> _Problem_:
Throughout the listing below, show every line in which "else" occurs.
-- Available data follows --
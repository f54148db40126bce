use serde::{Deserialize, Serialize};

use super::ticket::{Category, Priority, Status};

/// List filter criteria. `None` means "no constraint" for that key.
#[derive(Debug, Clone, Default, PartialEq, Eq, Serialize, Deserialize)]
pub struct FilterCriteria {
    #[serde(default, skip_serializing_if = "Option::is_none")]
    pub category: Option<Category>,
    #[serde(default, skip_serializing_if = "Option::is_none")]
    pub priority: Option<Priority>,
    #[serde(default, skip_serializing_if = "Option::is_none")]
    pub status: Option<Status>,
    #[serde(default, skip_serializing_if = "Option::is_none")]
    pub search: Option<String>,
}

impl FilterCriteria {
    /// Set the search term. Blank input clears the constraint.
    pub fn set_search(&mut self, search: &str) {
        let trimmed = search.trim();
        self.search = if trimmed.is_empty() {
            None
        } else {
            Some(trimmed.to_string())
        };
    }

    /// Number of keys that currently constrain the list
    pub fn active_count(&self) -> usize {
        [
            self.category.is_some(),
            self.priority.is_some(),
            self.status.is_some(),
            self.search.is_some(),
        ]
        .iter()
        .filter(|set| **set)
        .count()
    }

    pub fn is_empty(&self) -> bool {
        self.active_count() == 0
    }

    /// Query parameters for `GET /tickets/`, only for keys that are set
    pub fn query_pairs(&self) -> Vec<(&'static str, String)> {
        let mut pairs = Vec::new();
        if let Some(category) = self.category {
            pairs.push(("category", category.as_str().to_string()));
        }
        if let Some(priority) = self.priority {
            pairs.push(("priority", priority.as_str().to_string()));
        }
        if let Some(status) = self.status {
            pairs.push(("status", status.as_str().to_string()));
        }
        if let Some(search) = &self.search {
            pairs.push(("search", search.clone()));
        }
        pairs
    }
}

/// Step through `None` followed by each value of `all`, wrapping around.
/// `forward = false` walks the other way.
pub fn cycle_option<T: Copy + PartialEq>(current: Option<T>, all: &[T], forward: bool) -> Option<T> {
    let len = all.len() + 1;
    let pos = match current {
        None => 0,
        Some(value) => all.iter().position(|v| *v == value).map_or(0, |i| i + 1),
    };
    let next = if forward { (pos + 1) % len } else { (pos + len - 1) % len };
    if next == 0 { None } else { Some(all[next - 1]) }
}

#[cfg(test)]
mod tests {
    use super::*;
    use pretty_assertions::assert_eq;

    #[test]
    fn test_blank_search_is_absent() {
        let mut filters = FilterCriteria::default();
        filters.set_search("   ");
        assert_eq!(filters.search, None);
        filters.set_search(" refund ");
        assert_eq!(filters.search.as_deref(), Some("refund"));
    }

    #[test]
    fn test_query_pairs_only_for_set_keys() {
        let filters = FilterCriteria {
            priority: Some(Priority::High),
            search: Some("login".into()),
            ..Default::default()
        };
        assert_eq!(
            filters.query_pairs(),
            vec![("priority", "high".to_string()), ("search", "login".to_string())]
        );
        assert_eq!(filters.active_count(), 2);
        assert!(FilterCriteria::default().query_pairs().is_empty());
    }

    #[test]
    fn test_cycle_option_wraps_through_none() {
        let all = Status::ALL;
        assert_eq!(cycle_option(None, &all, true), Some(Status::Open));
        assert_eq!(cycle_option(Some(Status::Closed), &all, true), None);
        assert_eq!(cycle_option(None, &all, false), Some(Status::Closed));
        assert_eq!(cycle_option(Some(Status::Open), &all, false), None);
    }
}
-- Available data concluded --
> _Written answer_:
        } else {
    let next = if forward { (pos + 1) % len } else { (pos + len - 1) % len };
    if next == 0 { None } else { Some(all[next - 1]) }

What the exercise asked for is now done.